Nothing outside the range is wanted. Repeat exactly the lines below from the one with "let local = LocalSet::new();" through the one with "let listener = TcpListener::new(tokio_listener);".

:: Information shown ::

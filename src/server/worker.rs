//! Worker threads.
//!
//! Each worker owns a single-threaded runtime and a clone of the shared
//! listening socket. A worker holds at most `max_connections` connections;
//! at the cap it stops calling accept, so further clients wait in the
//! kernel backlog instead of being accepted and starved.

use std::io;
use std::sync::mpsc;
use std::sync::Arc;
use std::time::Duration;

use tokio::net::TcpListener as TokioTcpListener;
use tokio::sync::{watch, Semaphore};
use tokio::task::{JoinSet, LocalSet};
use tokio_rustls::TlsAcceptor;
use tracing::{debug, error, trace, warn};

use super::connection::ConnectionContext;
use crate::listener::{Listener, TcpListener, TlsListener};

/// Pause after accept fails for lack of descriptors or memory.
const ACCEPT_BACKOFF: Duration = Duration::from_millis(100);

pub(crate) struct Worker {
    pub id: usize,
    pub listener: std::net::TcpListener,
    pub tls: Option<TlsAcceptor>,
    pub ctx: Arc<ConnectionContext>,
    pub max_connections: usize,
    pub shutdown: watch::Receiver<bool>,
    /// Told once the listener is registered with this worker's runtime.
    pub ready: mpsc::Sender<io::Result<()>>,
}

impl Worker {
    /// Thread body. Returns once shutdown is signalled and every connection
    /// owned by this worker has finished.
    pub(crate) fn run(self) {
        let runtime = match tokio::runtime::Builder::new_current_thread()
            .enable_all()
            .build()
        {
            Ok(rt) => rt,
            Err(e) => {
                let _ = self.ready.send(Err(e));
                return;
            }
        };

        let local = LocalSet::new();
        local.block_on(&runtime, async move {
            let Worker {
                id,
                listener,
                tls,
                ctx,
                max_connections,
                shutdown,
                ready,
            } = self;

            let tokio_listener = match TokioTcpListener::from_std(listener) {
                Ok(l) => l,
                Err(e) => {
                    error!("Worker {}: Failed to register listener: {}", id, e);
                    let _ = ready.send(Err(e));
                    return;
                }
            };
            let _ = ready.send(Ok(()));
            debug!("Worker {} started", id);

            match tls {
                Some(acceptor) => {
                    let listener = TlsListener::from_parts(tokio_listener, acceptor);
                    accept_loop(id, listener, ctx, max_connections, shutdown).await;
                }
                None => {
                    let listener = TcpListener::new(tokio_listener);
                    accept_loop(id, listener, ctx, max_connections, shutdown).await;
                }
            }
        });
    }
}

async fn accept_loop<L: Listener>(
    id: usize,
    listener: L,
    ctx: Arc<ConnectionContext>,
    max_connections: usize,
    mut shutdown: watch::Receiver<bool>,
) {
    let listener = Arc::new(listener);
    let slots = Arc::new(Semaphore::new(max_connections));
    let mut connections = JoinSet::new();

    loop {
        while let Some(result) = connections.try_join_next() {
            log_join(id, result);
        }
        if *shutdown.borrow() {
            break;
        }

        // Wait for a free slot before accepting.
        let permit = tokio::select! {
            permit = Arc::clone(&slots).acquire_owned() => match permit {
                Ok(p) => p,
                Err(_) => break,
            },
            _ = shutdown.changed() => break,
        };

        let (stream, remote_addr) = tokio::select! {
            result = listener.accept() => match result {
                Ok(accepted) => accepted,
                Err(e) => {
                    warn!("Worker {}: Accept error: {}", id, e);
                    if is_resource_exhaustion(&e) {
                        tokio::time::sleep(ACCEPT_BACKOFF).await;
                    }
                    continue;
                }
            },
            _ = shutdown.changed() => break,
        };

        trace!(worker = id, %remote_addr, listener = listener.name(), "Accepted connection");
        let ctx = Arc::clone(&ctx);
        let listener = Arc::clone(&listener);
        let conn_shutdown = shutdown.clone();
        connections.spawn_local(async move {
            let _permit = permit;
            match listener.handshake(stream, remote_addr).await {
                Ok(conn) => ctx.serve(conn, conn_shutdown).await,
                Err(e) => debug!(%remote_addr, error = %e, "Handshake failed"),
            }
        });
    }

    debug!(
        "Worker {} stopped accepting, draining {} connections",
        id,
        connections.len()
    );
    while let Some(result) = connections.join_next().await {
        log_join(id, result);
    }
    debug!("Worker {} finished", id);
}

fn log_join(id: usize, result: Result<(), tokio::task::JoinError>) {
    if let Err(e) = result {
        if e.is_panic() {
            error!("Worker {}: Connection task panicked", id);
        }
    }
}

fn is_resource_exhaustion(e: &io::Error) -> bool {
    matches!(
        e.raw_os_error(),
        Some(libc::EMFILE) | Some(libc::ENFILE) | Some(libc::ENOBUFS) | Some(libc::ENOMEM)
    )
}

:::

Exercise answer
        let local = LocalSet::new();
        local.block_on(&runtime, async move {
            let Worker {
                id,
                listener,
                tls,
                ctx,
                max_connections,
                shutdown,
                ready,
            } = self;

            let tokio_listener = match TokioTcpListener::from_std(listener) {
                Ok(l) => l,
                Err(e) => {
                    error!("Worker {}: Failed to register listener: {}", id, e);
                    let _ = ready.send(Err(e));
                    return;
                }
            };
            let _ = ready.send(Ok(()));
            debug!("Worker {} started", id);

            match tls {
                Some(acceptor) => {
                    let listener = TlsListener::from_parts(tokio_listener, acceptor);
                    accept_loop(id, listener, ctx, max_connections, shutdown).await;
                }
                None => {
                    let listener = TcpListener::new(tokio_listener);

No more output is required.